▶ _Records provided_
//! Static signature and public-key encoding checks. These inspect
//! byte layouts only; curve math stays behind the signature oracle.

pub const SIGHASH_DEFAULT: u8 = 0;
pub const SIGHASH_ALL: u8 = 1;
pub const SIGHASH_NONE: u8 = 2;
pub const SIGHASH_SINGLE: u8 = 3;
pub const SIGHASH_ANYONECANPAY: u8 = 128;

/// Hash types a signature may end in. SIGHASH_DEFAULT is never
/// spelled out as a suffix byte.
pub const SIG_HASH_TYPES: [u8; 6] = [
    SIGHASH_ALL,
    SIGHASH_NONE,
    SIGHASH_SINGLE,
    SIGHASH_ALL | SIGHASH_ANYONECANPAY,
    SIGHASH_NONE | SIGHASH_ANYONECANPAY,
    SIGHASH_SINGLE | SIGHASH_ANYONECANPAY,
];

/// Serialized public-key forms the strict-encoding rules accept.
#[derive(Debug, Clone, Copy, PartialEq, Eq)]
pub enum PubKeyEncoding {
    Compressed,
    Uncompressed,
}

/// Classifies a serialized public key by its length and tag byte.
/// Anything else is rejected before the oracle ever sees it.
pub fn pub_key_encoding(pub_key: &[u8]) -> Option<PubKeyEncoding> {
    match (pub_key.len(), pub_key.first()) {
        (33, Some(0x02 | 0x03)) => Some(PubKeyEncoding::Compressed),
        (65, Some(0x04)) => Some(PubKeyEncoding::Uncompressed),
        _ => None,
    }
}

pub fn check_sighash_type(sig: &[u8]) -> bool {
    match sig.last() {
        Some(&hash_type) => SIG_HASH_TYPES.contains(&hash_type),
        None => false,
    }
}

/// Reads one DER integer (`0x02 <len> <bytes>`) off the front of
/// `data`, returning the integer bytes and the remainder.
fn read_der_integer(data: &[u8]) -> Option<(&[u8], &[u8])> {
    let (&[tag, len], rest) = data.split_first_chunk::<2>()?;
    if tag != 0x02 {
        return None;
    }
    let len = len as usize;
    // zero-length integers are not canonical
    if len == 0 || len > rest.len() {
        return None;
    }
    Some(rest.split_at(len))
}

/// Splits a signature into its R and S integers, enforcing the outer
/// structure: compound tag, a length byte spanning everything up to
/// the sighash suffix, and nothing left over but that suffix.
fn split_der_integers(sig: &[u8]) -> Option<(&[u8], &[u8])> {
    if !(9..=73).contains(&sig.len()) {
        return None;
    }
    if sig[0] != 0x30 || sig[1] as usize != sig.len() - 3 {
        return None;
    }

    let (r, rest) = read_der_integer(&sig[2..])?;
    let (s, rest) = read_der_integer(rest)?;
    if rest.len() != 1 {
        return None;
    }

    Some((r, s))
}

/// A canonical DER integer is positive and not zero-padded: the high
/// bit of the first byte is clear, and a leading zero byte appears
/// only when the byte after it would otherwise read as a sign bit.
fn is_canonical_der_integer(int: &[u8]) -> bool {
    if int[0] & 0x80 != 0 {
        return false;
    }
    if int.len() > 1 && int[0] == 0x00 && int[1] & 0x80 == 0 {
        return false;
    }
    true
}

/// Strict DER form for a signature carrying its sighash suffix:
///
/// `0x30 <len> 0x02 <rlen> <R> 0x02 <slen> <S> <sighash>`
///
/// Consensus-critical since BIP66; the rules match Bitcoin Core's
/// IsValidSignatureEncoding.
pub fn is_valid_signature_encoding(sig: &[u8]) -> bool {
    match split_der_integers(sig) {
        Some((r, s)) => is_canonical_der_integer(r) && is_canonical_der_integer(s),
        None => false,
    }
}

/// Half of the secp256k1 group order, big-endian. An S value above it
/// marks the malleable twin of a canonical signature.
const SECP256K1_HALF_ORDER: [u8; 32] = [
    0x7f, 0xff, 0xff, 0xff, 0xff, 0xff, 0xff, 0xff, 0xff, 0xff, 0xff, 0xff, 0xff, 0xff, 0xff,
    0xff, 0x5d, 0x57, 0x6e, 0x73, 0x57, 0xa4, 0x50, 0x1d, 0xdf, 0xe9, 0x2f, 0x46, 0x68, 0x1b,
    0x20, 0xa0,
];

/// True when the signature's S component sits in the lower half of
/// the group order. Expects a signature that already passed
/// [`is_valid_signature_encoding`]; anything else is rejected.
pub fn is_low_der_signature(sig: &[u8]) -> bool {
    let Some((_, s)) = split_der_integers(sig) else {
        return false;
    };

    // drop the sign-padding byte before comparing magnitudes
    let s = if s.len() > 1 && s[0] == 0 { &s[1..] } else { s };
    if s.len() > 32 {
        return false;
    }

    let mut padded = [0u8; 32];
    padded[32 - s.len()..].copy_from_slice(s);

    padded <= SECP256K1_HALF_ORDER
}
/// Witness-program dispatch for segwit outputs (BIP141).
pub fn verify_witness_program(
    witness: &[Vec<u8>],
    version: u8,
    program: &[u8],
    flags: VerifyFlags,
    checker: &dyn SignatureChecker,
) -> Result<(), ScriptError> {
    if version == 0 {
        match program.len() {
            32 => {
                // P2WSH: the last witness element is the script.
                let Some((witness_script, stack_items)) = witness.split_last() else {
                    return Err(ScriptError::WitnessProgramWitnessEmpty);
                };
                let script_hash = sha256::Hash::hash(witness_script);
                if script_hash.to_byte_array() != *program {
                    return Err(ScriptError::WitnessProgramMismatch);
                }
                exec_witness_script(witness_script, stack_items, flags, checker)
            }
            20 => {
                // P2WPKH: implicit pay-to-pubkey-hash script.
                if witness.len() != 2 {
                    return Err(ScriptError::WitnessProgramMismatch);
                }
                let script = ScriptBuilder::new()
                    .push_opcode(opcodes::OP_DUP)
                    .push_opcode(opcodes::OP_HASH160)
                    .push_slice(program)
                    .push_opcode(opcodes::OP_EQUALVERIFY)
                    .push_opcode(opcodes::OP_CHECKSIG)
                    .into_bytes();
                exec_witness_script(&script, witness, flags, checker)
            }
            _ => Err(ScriptError::WitnessProgramWrongLength),
        }
    } else if flags.contains(VerifyFlags::DISCOURAGE_UPGRADABLE_WITNESS_PROGRAM) {
        Err(ScriptError::DiscourageUpgradableWitnessProgram)
    } else {
        // Undefined witness versions stay anyone-can-spend until a
        // soft fork defines them.
        Ok(())
    }
}

fn exec_witness_script(
    script: &[u8],
    stack_items: &[Vec<u8>],
    flags: VerifyFlags,
    checker: &dyn SignatureChecker,
) -> Result<(), ScriptError> {
    for item in stack_items {
        if item.len() > MAX_SCRIPT_ELEMENT_SIZE {
            return Err(ScriptError::PushSize);
        }
    }

    let stack = Stack::from_items(stack_items.to_vec());
    let stack = eval_script(script, stack, flags, checker)?;

    // Witness scripts must finish with exactly one truthy element.
    if stack.len() != 1 {
        return Err(ScriptError::EvalFalse);
    }
    stack_result(&stack)
}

▶ _Exercise_
Write out the whole listing again, keeping every character as it is.

▶ _Response_
//! Static signature and public-key encoding checks. These inspect
//! byte layouts only; curve math stays behind the signature oracle.

pub const SIGHASH_DEFAULT: u8 = 0;
pub const SIGHASH_ALL: u8 = 1;
pub const SIGHASH_NONE: u8 = 2;
pub const SIGHASH_SINGLE: u8 = 3;
pub const SIGHASH_ANYONECANPAY: u8 = 128;

/// Hash types a signature may end in. SIGHASH_DEFAULT is never
/// spelled out as a suffix byte.
pub const SIG_HASH_TYPES: [u8; 6] = [
    SIGHASH_ALL,
    SIGHASH_NONE,
    SIGHASH_SINGLE,
    SIGHASH_ALL | SIGHASH_ANYONECANPAY,
    SIGHASH_NONE | SIGHASH_ANYONECANPAY,
    SIGHASH_SINGLE | SIGHASH_ANYONECANPAY,
];

/// Serialized public-key forms the strict-encoding rules accept.
#[derive(Debug, Clone, Copy, PartialEq, Eq)]
pub enum PubKeyEncoding {
    Compressed,
    Uncompressed,
}

/// Classifies a serialized public key by its length and tag byte.
/// Anything else is rejected before the oracle ever sees it.
pub fn pub_key_encoding(pub_key: &[u8]) -> Option<PubKeyEncoding> {
    match (pub_key.len(), pub_key.first()) {
        (33, Some(0x02 | 0x03)) => Some(PubKeyEncoding::Compressed),
        (65, Some(0x04)) => Some(PubKeyEncoding::Uncompressed),
        _ => None,
    }
}

pub fn check_sighash_type(sig: &[u8]) -> bool {
    match sig.last() {
        Some(&hash_type) => SIG_HASH_TYPES.contains(&hash_type),
        None => false,
    }
}

/// Reads one DER integer (`0x02 <len> <bytes>`) off the front of
/// `data`, returning the integer bytes and the remainder.
fn read_der_integer(data: &[u8]) -> Option<(&[u8], &[u8])> {
    let (&[tag, len], rest) = data.split_first_chunk::<2>()?;
    if tag != 0x02 {
        return None;
    }
    let len = len as usize;
    // zero-length integers are not canonical
    if len == 0 || len > rest.len() {
        return None;
    }
    Some(rest.split_at(len))
}

/// Splits a signature into its R and S integers, enforcing the outer
/// structure: compound tag, a length byte spanning everything up to
/// the sighash suffix, and nothing left over but that suffix.
fn split_der_integers(sig: &[u8]) -> Option<(&[u8], &[u8])> {
    if !(9..=73).contains(&sig.len()) {
        return None;
    }
    if sig[0] != 0x30 || sig[1] as usize != sig.len() - 3 {
        return None;
    }

    let (r, rest) = read_der_integer(&sig[2..])?;
    let (s, rest) = read_der_integer(rest)?;
    if rest.len() != 1 {
        return None;
    }

    Some((r, s))
}

/// A canonical DER integer is positive and not zero-padded: the high
/// bit of the first byte is clear, and a leading zero byte appears
/// only when the byte after it would otherwise read as a sign bit.
fn is_canonical_der_integer(int: &[u8]) -> bool {
    if int[0] & 0x80 != 0 {
        return false;
    }
    if int.len() > 1 && int[0] == 0x00 && int[1] & 0x80 == 0 {
        return false;
    }
    true
}

/// Strict DER form for a signature carrying its sighash suffix:
///
/// `0x30 <len> 0x02 <rlen> <R> 0x02 <slen> <S> <sighash>`
///
/// Consensus-critical since BIP66; the rules match Bitcoin Core's
/// IsValidSignatureEncoding.
pub fn is_valid_signature_encoding(sig: &[u8]) -> bool {
    match split_der_integers(sig) {
        Some((r, s)) => is_canonical_der_integer(r) && is_canonical_der_integer(s),
        None => false,
    }
}

/// Half of the secp256k1 group order, big-endian. An S value above it
/// marks the malleable twin of a canonical signature.
const SECP256K1_HALF_ORDER: [u8; 32] = [
    0x7f, 0xff, 0xff, 0xff, 0xff, 0xff, 0xff, 0xff, 0xff, 0xff, 0xff, 0xff, 0xff, 0xff, 0xff,
    0xff, 0x5d, 0x57, 0x6e, 0x73, 0x57, 0xa4, 0x50, 0x1d, 0xdf, 0xe9, 0x2f, 0x46, 0x68, 0x1b,
    0x20, 0xa0,
];

/// True when the signature's S component sits in the lower half of
/// the group order. Expects a signature that already passed
/// [`is_valid_signature_encoding`]; anything else is rejected.
pub fn is_low_der_signature(sig: &[u8]) -> bool {
    let Some((_, s)) = split_der_integers(sig) else {
        return false;
    };

    // drop the sign-padding byte before comparing magnitudes
    let s = if s.len() > 1 && s[0] == 0 { &s[1..] } else { s };
    if s.len() > 32 {
        return false;
    }

    let mut padded = [0u8; 32];
    padded[32 - s.len()..].copy_from_slice(s);

    padded <= SECP256K1_HALF_ORDER
}
/// Witness-program dispatch for segwit outputs (BIP141).
pub fn verify_witness_program(
    witness: &[Vec<u8>],
    version: u8,
    program: &[u8],
    flags: VerifyFlags,
    checker: &dyn SignatureChecker,
) -> Result<(), ScriptError> {
    if version == 0 {
        match program.len() {
            32 => {
                // P2WSH: the last witness element is the script.
                let Some((witness_script, stack_items)) = witness.split_last() else {
                    return Err(ScriptError::WitnessProgramWitnessEmpty);
                };
                let script_hash = sha256::Hash::hash(witness_script);
                if script_hash.to_byte_array() != *program {
                    return Err(ScriptError::WitnessProgramMismatch);
                }
                exec_witness_script(witness_script, stack_items, flags, checker)
            }
            20 => {
                // P2WPKH: implicit pay-to-pubkey-hash script.
                if witness.len() != 2 {
                    return Err(ScriptError::WitnessProgramMismatch);
                }
                let script = ScriptBuilder::new()
                    .push_opcode(opcodes::OP_DUP)
                    .push_opcode(opcodes::OP_HASH160)
                    .push_slice(program)
                    .push_opcode(opcodes::OP_EQUALVERIFY)
                    .push_opcode(opcodes::OP_CHECKSIG)
                    .into_bytes();
                exec_witness_script(&script, witness, flags, checker)
            }
            _ => Err(ScriptError::WitnessProgramWrongLength),
        }
    } else if flags.contains(VerifyFlags::DISCOURAGE_UPGRADABLE_WITNESS_PROGRAM) {
        Err(ScriptError::DiscourageUpgradableWitnessProgram)
    } else {
        // Undefined witness versions stay anyone-can-spend until a
        // soft fork defines them.
        Ok(())
    }
}

fn exec_witness_script(
    script: &[u8],
    stack_items: &[Vec<u8>],
    flags: VerifyFlags,
    checker: &dyn SignatureChecker,
) -> Result<(), ScriptError> {
    for item in stack_items {
        if item.len() > MAX_SCRIPT_ELEMENT_SIZE {
            return Err(ScriptError::PushSize);
        }
    }

    let stack = Stack::from_items(stack_items.to_vec());
    let stack = eval_script(script, stack, flags, checker)?;

    // Witness scripts must finish with exactly one truthy element.
    if stack.len() != 1 {
        return Err(ScriptError::EvalFalse);
    }
    stack_result(&stack)
}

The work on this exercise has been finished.